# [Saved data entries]
══════════
use anyhow::{Context, Result};
use clap::{Parser, Subcommand};
use inquire::{
    CustomType, CustomUserError, InquireError, Select, Text, validator::Validation,
};
use skycast_core::{
    AppError, Config, FavoritesStore, JsonFileStore, StateChange, Toggled, WeatherController,
};
use std::{io, path::PathBuf};
use tokio::sync::broadcast;

use crate::render::{self, Renderer};

/// Top-level CLI struct.
#[derive(Debug, Parser)]
#[command(name = "skycast", version, about = "Weather lookup with pinned favorite cities")]
pub struct Cli {
    /// Use this config file instead of the platform default.
    #[arg(long, global = true)]
    pub config: Option<PathBuf>,

    #[command(subcommand)]
    pub command: Command,
}

#[derive(Debug, Subcommand)]
pub enum Command {
    /// Interactively edit the configuration file.
    Configure,

    /// Show current, hourly and weekly weather for a city.
    Show {
        city: String,

        /// Print the rendered view as JSON.
        #[arg(long)]
        json: bool,
    },

    /// Pin or unpin a city as a favorite.
    Favorite {
        city: String,

        /// When favorites are full, remove this city instead of asking.
        #[arg(long)]
        evict: Option<String>,
    },

    /// List pinned cities.
    Favorites,

    /// Interactive session: search, toggle favorites, reopen pinned cities.
    Browse,
}

impl Cli {
    pub async fn run(self) -> Result<()> {
        let config_path = match &self.config {
            Some(path) => path.clone(),
            None => Config::config_file_path()?,
        };
        let config = Config::load_from(&config_path)?;
        tracing::debug!(path = %config_path.display(), ?config, "loaded config");

        match self.command {
            Command::Configure => configure(config, &config_path),
            Command::Show { city, json } => show(&config, &city, json).await,
            Command::Favorite { city, evict } => favorite(&config, &city, evict.as_deref()).await,
            Command::Favorites => {
                let path = config.favorites_file_path()?;
                let capacity = config.limits.favorites_capacity;
                let store = FavoritesStore::load(Box::new(JsonFileStore::new(path)), capacity);
                println!("{}", render::favorites_bar(store.list()));
                Ok(())
            }
            Command::Browse => browse(&config).await,
        }
    }
}

fn configure(mut config: Config, path: &std::path::Path) -> Result<()> {
    config.endpoint = Text::new("Weather service endpoint:")
        .with_default(&config.endpoint)
        .prompt()?;
    config.icon_host = Text::new("Icon host:").with_default(&config.icon_host).prompt()?;
    config.request_timeout_secs = CustomType::<u64>::new("Request timeout (seconds):")
        .with_default(config.request_timeout_secs)
        .with_validator(|secs: &u64| {
            Ok::<_, CustomUserError>(if *secs == 0 {
                Validation::Invalid("Timeout must be at least 1 second".into())
            } else {
                Validation::Valid
            })
        })
        .prompt()?;
    config.limits.favorites_capacity = CustomType::<usize>::new("Maximum favorites:")
        .with_default(config.limits.favorites_capacity)
        .prompt()?;

    config.save_to(path)?;
    println!("Saved configuration to {}", path.display());
    Ok(())
}

async fn show(config: &Config, city: &str, json: bool) -> Result<()> {
    let mut ctl = WeatherController::from_config(config)?;

    match ctl.search(city).await {
        Ok(_) | Err(AppError::CityNotFound { .. }) => {}
        Err(err) => return Err(err.into()),
    }

    if json {
        let out = render::panel_json(ctl.state().panel()).context("Failed to serialize view")?;
        println!("{out}");
    } else {
        println!("{}", render::panel(ctl.state()));
    }
    Ok(())
}

async fn favorite(config: &Config, city: &str, evict: Option<&str>) -> Result<()> {
    let mut ctl = WeatherController::from_config(config)?;

    if let Err(err) = ctl.search(city).await {
        match err {
            AppError::CityNotFound { message } => {
                println!("{message}");
                return Ok(());
            }
            other => return Err(other.into()),
        }
    }

    let current = ctl.state().current_city().unwrap_or(city).to_string();
    match ctl.toggle_favorite() {
        Ok(Toggled::Added) => println!("Pinned {current}"),
        Ok(Toggled::Removed) => println!("Unpinned {current}"),
        Err(AppError::FavoritesFull { favorites }) => {
            let victim = match evict {
                Some(victim) => victim.to_string(),
                None => match pick_eviction(favorites)? {
                    Some(victim) => victim,
                    None => return Ok(()),
                },
            };
            ctl.evict_and_add(&victim)?;
            println!("Replaced {victim} with {current}");
        }
        Err(err) => return Err(err.into()),
    }

    println!("{}", render::favorites_bar(ctl.state().favorites().list()));
    Ok(())
}

const CANCEL: &str = "(cancel)";

/// Ask which favorite to drop. `None` means the user backed out.
fn pick_eviction(mut favorites: Vec<String>) -> Result<Option<String>> {
    favorites.push(CANCEL.to_string());
    let choice = Select::new("Too many favorites. Remove one to make room:", favorites).prompt();

    match choice {
        Ok(city) if city == CANCEL => Ok(None),
        Ok(city) => Ok(Some(city)),
        Err(InquireError::OperationCanceled) => Ok(None),
        Err(err) => Err(err.into()),
    }
}

const ACTION_SEARCH: &str = "Search a city";
const ACTION_TOGGLE: &str = "Toggle favorite";
const ACTION_OPEN: &str = "Open a favorite";
const ACTION_QUIT: &str = "Quit";

async fn browse(config: &Config) -> Result<()> {
    let mut ctl = WeatherController::from_config(config)?;
    let mut changes = ctl.subscribe();
    let mut renderer = Renderer::new(io::stdout());

    println!("{}", render::favorites_bar(ctl.state().favorites().list()));

    loop {
        let mut actions = vec![ACTION_SEARCH];
        if ctl.state().toggle_target().is_some() {
            actions.push(ACTION_TOGGLE);
        }
        if !ctl.state().favorites().list().is_empty() {
            actions.push(ACTION_OPEN);
        }
        actions.push(ACTION_QUIT);

        let action = match Select::new("What next?", actions).prompt() {
            Ok(action) => action,
            Err(InquireError::OperationCanceled | InquireError::OperationInterrupted) => break,
            Err(err) => return Err(err.into()),
        };

        let outcome = match action {
            ACTION_SEARCH => match Text::new("City:").prompt() {
                Ok(text) => search(&mut ctl, &mut changes, &mut renderer, &text).await,
                Err(InquireError::OperationCanceled) => Ok(()),
                Err(err) => return Err(err.into()),
            },
            ACTION_OPEN => {
                let favorites = ctl.state().favorites().list().to_vec();
                match Select::new("Favorite:", favorites).prompt() {
                    Ok(city) => search(&mut ctl, &mut changes, &mut renderer, &city).await,
                    Err(InquireError::OperationCanceled) => Ok(()),
                    Err(err) => return Err(err.into()),
                }
            }
            ACTION_TOGGLE => toggle(&mut ctl),
            _ => break,
        };

        if let Err(err) = outcome {
            report(&err);
        }
        renderer.apply(&drain(&mut changes), ctl.state())?;
    }

    Ok(())
}

/// Runs the two halves of a search with a redraw in between so "Loading" shows.
async fn search(
    ctl: &mut WeatherController,
    changes: &mut broadcast::Receiver<StateChange>,
    renderer: &mut Renderer<io::Stdout>,
    text: &str,
) -> Result<(), AppError> {
    let request = ctl.begin_search(text)?;
    if let Err(err) = renderer.apply(&drain(changes), ctl.state()) {
        tracing::warn!(error = %err, "failed to draw loading state");
    }

    let response = ctl.source().fetch(&request.city).await;
    ctl.complete_search(request.ticket, response).map(|_| ())
}

fn toggle(ctl: &mut WeatherController) -> Result<(), AppError> {
    match ctl.toggle_favorite() {
        Err(AppError::FavoritesFull { favorites }) => {
            let victim = match pick_eviction(favorites) {
                Ok(Some(victim)) => victim,
                Ok(None) => return Ok(()),
                Err(err) => {
                    tracing::warn!(error = %err, "eviction prompt failed");
                    return Ok(());
                }
            };
            ctl.evict_and_add(&victim)
        }
        other => other.map(|_| ()),
    }
}

fn drain(changes: &mut broadcast::Receiver<StateChange>) -> Vec<StateChange> {
    let mut out = Vec::new();
    loop {
        match changes.try_recv() {
            Ok(change) => out.push(change),
            Err(broadcast::error::TryRecvError::Lagged(skipped)) => {
                tracing::debug!(skipped, "renderer lagged behind state changes");
            }
            Err(_) => break,
        }
    }
    out
}

fn report(err: &AppError) {
    match err {
        // Shown inline in the weather panel.
        AppError::CityNotFound { .. } => {}
        AppError::Fetch(source) => {
            tracing::debug!(error = ?source, "fetch failed");
            eprintln!("{err}.");
        }
        other => eprintln!("{other}"),
    }
}
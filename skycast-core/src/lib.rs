//! Core library for the `skycast` weather lookup client.
//!
//! This crate defines:
//! - Configuration handling
//! - The favorites store and its durable storage
//! - Fetching from the weather service and deriving the current/hourly/weekly views
//! - The controller that owns application state and emits change notifications
//!
//! It is used by `skycast-cli`, but any front end can drive a [`WeatherController`]
//! and redraw from its [`AppState`].

pub mod config;
pub mod controller;
pub mod error;
pub mod favorites;
pub mod forecast;
pub mod model;
pub mod provider;
pub mod state;
pub mod storage;

pub use config::{Config, Limits};
pub use controller::{Applied, RequestTicket, SearchRequest, WeatherController};
pub use error::AppError;
pub use favorites::{FavoritesStore, Toggled};
pub use forecast::{DailyItem, HourlyItem, WeatherView};
pub use model::{Lookup, WeatherPayload, WeatherSnapshot};
pub use provider::{HttpWeatherSource, WeatherSource};
pub use state::{AppState, Panel, Phase, StateChange, ToggleState};
pub use storage::{JsonFileStore, KeyValueStore, MemoryStore};
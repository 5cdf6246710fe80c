//! Line and regular-shape rasterization

use std::f64::consts::PI;

use log::debug;

use super::{Brush, Shape};
use crate::buffer::{Color, PixelBuffer, Point};
use crate::error::{Error, Result};

/// Ratio between the outer and inner radius of a star
const STAR_INNER_RATIO: f64 = 2.5;

/// Walk the Bresenham path from `(x0, y0)` to `(x1, y1)`, calling `plot`
/// for every step including both endpoints.
fn bresenham(x0: i32, y0: i32, x1: i32, y1: i32, mut plot: impl FnMut(i32, i32)) {
    let dx = (x1 - x0).abs();
    let dy = -(y1 - y0).abs();
    let sx = if x0 < x1 { 1 } else { -1 };
    let sy = if y0 < y1 { 1 } else { -1 };
    let mut err = dx + dy;
    let (mut x, mut y) = (x0, y0);

    loop {
        plot(x, y);
        if x == x1 && y == y1 {
            break;
        }
        let e2 = 2 * err;
        if e2 >= dy {
            err += dy;
            x += sx;
        }
        if e2 <= dx {
            err += dx;
            y += sy;
        }
    }
}

/// Draw a one-pixel line using Bresenham's algorithm.
///
/// Pixels that fall outside the canvas are skipped; the rest of the line
/// is still drawn.
pub fn draw_line(buffer: &mut PixelBuffer, color: Color, x0: i32, y0: i32, x1: i32, y1: i32) {
    bresenham(x0, y0, x1, y1, |x, y| buffer.set_pixel(x, y, color));
}

/// Disc exactly `diameter` pixels across, anchored at `(cx, cy)`.
///
/// Odd discs are centred on the pixel; even ones on its top-left corner,
/// covering `cx - d/2 ..= cx + d/2 - 1`. Works in doubled coordinates so
/// both cases stay integral.
fn stamp_disc(buffer: &mut PixelBuffer, cx: i32, cy: i32, diameter: i32, color: Color) {
    let parity = 1 - diameter % 2;
    let d2 = diameter * diameter;
    for k in -(diameter / 2)..=(diameter - 1) / 2 {
        let dy = 2 * k + parity;
        let span = ((d2 - dy * dy) as f64).sqrt() as i32;
        let lo = -((span + parity) / 2);
        let hi = (span - parity) / 2;
        buffer.hline(cx + lo, cx + hi, cy + k, color);
    }
}

/// Draw a line with the brush thickness.
///
/// Thick strokes stamp a disc of the brush width at every Bresenham step,
/// which gives round caps and joins when consecutive segments share
/// endpoints.
pub fn stroke(buffer: &mut PixelBuffer, brush: &Brush, from: Point, to: Point) {
    if brush.thickness <= 1 {
        draw_line(buffer, brush.color, from.x, from.y, to.x, to.y);
        return;
    }
    let diameter = brush.thickness.min(i32::MAX as u32) as i32;
    bresenham(from.x, from.y, to.x, to.y, |x, y| {
        stamp_disc(buffer, x, y, diameter, brush.color);
    });
}

fn check_shape(shape: &Shape) -> Result<()> {
    if shape.vertices < 3 {
        return Err(Error::InvalidShape(shape.vertices));
    }
    Ok(())
}

#[inline]
fn vertex(center: Point, radius: f64, angle: f64) -> Point {
    // Truncation toward zero, as the paint tools always did
    Point::new(
        (center.x as f64 + radius * angle.cos()) as i32,
        (center.y as f64 + radius * angle.sin()) as i32,
    )
}

/// Vertices of a regular polygon centred on `center`
pub fn polygon_vertices(center: Point, shape: &Shape) -> Result<Vec<Point>> {
    check_shape(shape)?;
    let n = shape.vertices;
    let step = 2.0 * PI / n as f64;
    let offset = shape.rotation_deg.to_radians();
    Ok((0..n)
        .map(|i| vertex(center, shape.radius, offset + i as f64 * step))
        .collect())
}

/// Vertices of an n-pointed star: `2n` points alternating between the outer
/// radius and `radius / 2.5`
pub fn star_vertices(center: Point, shape: &Shape) -> Result<Vec<Point>> {
    check_shape(shape)?;
    let count = 2 * shape.vertices;
    let step = PI / shape.vertices as f64;
    let offset = shape.rotation_deg.to_radians();
    Ok((0..count)
        .map(|i| {
            let radius = if i % 2 == 0 {
                shape.radius
            } else {
                shape.radius / STAR_INNER_RATIO
            };
            vertex(center, radius, offset + i as f64 * step)
        })
        .collect())
}

/// Connect consecutive vertices, then the last back to the first
pub fn draw_closed(buffer: &mut PixelBuffer, brush: &Brush, vertices: &[Point]) {
    let n = vertices.len();
    for i in 0..n {
        stroke(buffer, brush, vertices[i], vertices[(i + 1) % n]);
    }
}

pub fn draw_polygon(
    buffer: &mut PixelBuffer,
    brush: &Brush,
    center: Point,
    shape: &Shape,
) -> Result<()> {
    let vertices = polygon_vertices(center, shape)?;
    debug!("polygon: {} vertices around ({}, {})", vertices.len(), center.x, center.y);
    draw_closed(buffer, brush, &vertices);
    Ok(())
}

pub fn draw_star(buffer: &mut PixelBuffer, brush: &Brush, center: Point, shape: &Shape) -> Result<()> {
    let vertices = star_vertices(center, shape)?;
    debug!("star: {} vertices around ({}, {})", vertices.len(), center.x, center.y);
    draw_closed(buffer, brush, &vertices);
    Ok(())
}

#[cfg(test)]
mod tests {
    use super::*;

    fn canvas(w: u32, h: u32) -> PixelBuffer {
        PixelBuffer::filled(w, h, Color::WHITE).unwrap()
    }

    fn painted(buf: &PixelBuffer, color: Color) -> Vec<(usize, usize)> {
        let mut out = Vec::new();
        for y in 0..buf.height() as usize {
            for x in 0..buf.width() as usize {
                if buf.at(x, y) == color {
                    out.push((x, y));
                }
            }
        }
        out
    }

    #[test]
    fn test_horizontal_line_paints_both_endpoints() {
        let mut buf = canvas(8, 3);
        draw_line(&mut buf, Color::BLACK, 0, 0, 5, 0);
        let px = painted(&buf, Color::BLACK);
        assert_eq!(px, (0..=5).map(|x| (x, 0)).collect::<Vec<_>>());
    }

    #[test]
    fn test_line_direction_does_not_matter_for_diagonals() {
        let mut a = canvas(6, 6);
        let mut b = canvas(6, 6);
        draw_line(&mut a, Color::BLACK, 0, 0, 5, 5);
        draw_line(&mut b, Color::BLACK, 5, 5, 0, 0);
        assert_eq!(a, b);
        assert_eq!(painted(&a, Color::BLACK).len(), 6);
    }

    #[test]
    fn test_line_partially_off_canvas() {
        let mut buf = canvas(4, 4);
        draw_line(&mut buf, Color::BLACK, -10, 1, 10, 1);
        assert_eq!(painted(&buf, Color::BLACK).len(), 4);
        // Entirely outside: nothing happens, no panic
        draw_line(&mut buf, Color::BLACK, -5, -5, -1, -9);
        assert_eq!(painted(&buf, Color::BLACK).len(), 4);
    }

    #[test]
    fn test_single_point_line() {
        let mut buf = canvas(3, 3);
        draw_line(&mut buf, Color::BLACK, 1, 1, 1, 1);
        assert_eq!(painted(&buf, Color::BLACK), vec![(1, 1)]);
    }

    #[test]
    fn test_thick_stroke_covers_neighbours() {
        let mut buf = canvas(20, 20);
        let brush = Brush::new(Color::BLACK, 5);
        stroke(&mut buf, &brush, Point::new(5, 10), Point::new(15, 10));
        assert_eq!(buf.at(10, 8), Color::BLACK);
        assert_eq!(buf.at(10, 12), Color::BLACK);
        // Round cap extends past the endpoint
        assert_eq!(buf.at(3, 10), Color::BLACK);
        assert_eq!(buf.at(10, 14), Color::WHITE);
    }

    #[test]
    fn test_stroke_width_matches_thickness() {
        for thickness in 2..=6u32 {
            let brush = Brush::new(Color::BLACK, thickness);
            let mut flat = canvas(30, 30);
            stroke(&mut flat, &brush, Point::new(8, 15), Point::new(22, 15));
            let rows = (0..30).filter(|&y| flat.at(15, y) == Color::BLACK).count();
            assert_eq!(rows as u32, thickness, "horizontal, thickness {}", thickness);

            let mut upright = canvas(30, 30);
            stroke(&mut upright, &brush, Point::new(15, 8), Point::new(15, 22));
            let cols = (0..30).filter(|&x| upright.at(x, 15) == Color::BLACK).count();
            assert_eq!(cols as u32, thickness, "vertical, thickness {}", thickness);
        }
    }

    #[test]
    fn test_even_stroke_covers_anchor_and_up_left() {
        let mut buf = canvas(10, 10);
        stroke(&mut buf, &Brush::new(Color::BLACK, 2), Point::new(5, 5), Point::new(5, 5));
        assert_eq!(
            painted(&buf, Color::BLACK),
            vec![(4, 4), (5, 4), (4, 5), (5, 5)]
        );
    }

    #[test]
    fn test_polygon_vertices_on_axes() {
        let shape = Shape {
            vertices: 4,
            radius: 10.0,
            rotation_deg: 0.0,
        };
        let v = polygon_vertices(Point::new(50, 50), &shape).unwrap();
        assert_eq!(v[0], Point::new(60, 50));
        assert_eq!(v[1], Point::new(50, 60));
        assert_eq!(v[2], Point::new(40, 50));
        assert_eq!(v[3], Point::new(50, 40));
    }

    #[test]
    fn test_star_alternates_radii() {
        let shape = Shape {
            vertices: 5,
            radius: 50.0,
            rotation_deg: 0.0,
        };
        let v = star_vertices(Point::new(0, 0), &shape).unwrap();
        assert_eq!(v.len(), 10);
        assert_eq!(v[0], Point::new(50, 0));
        let inner = ((v[1].x * v[1].x + v[1].y * v[1].y) as f64).sqrt();
        assert!((inner - 20.0).abs() < 1.5, "inner radius {}", inner);
    }

    #[test]
    fn test_degenerate_shape_rejected() {
        let shape = Shape {
            vertices: 2,
            ..Shape::default()
        };
        let mut buf = canvas(4, 4);
        assert!(matches!(
            draw_polygon(&mut buf, &Brush::default(), Point::new(1, 1), &shape),
            Err(Error::InvalidShape(2))
        ));
    }

    #[test]
    fn test_polygon_is_closed() {
        let mut buf = canvas(100, 100);
        let shape = Shape {
            vertices: 3,
            radius: 30.0,
            rotation_deg: 90.0,
        };
        draw_polygon(&mut buf, &Brush::default(), Point::new(50, 50), &shape).unwrap();
        for v in polygon_vertices(Point::new(50, 50), &shape).unwrap() {
            assert_eq!(buf.get_pixel(v.x, v.y), Some(Color::BLACK));
        }
    }
}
══════════
# [THE PROBLEM]
Check each line of the records above for "consecutive", and copy those that have it.

# [ANSWER BOX]
/// which gives round caps and joins when consecutive segments share
/// Connect consecutive vertices, then the last back to the first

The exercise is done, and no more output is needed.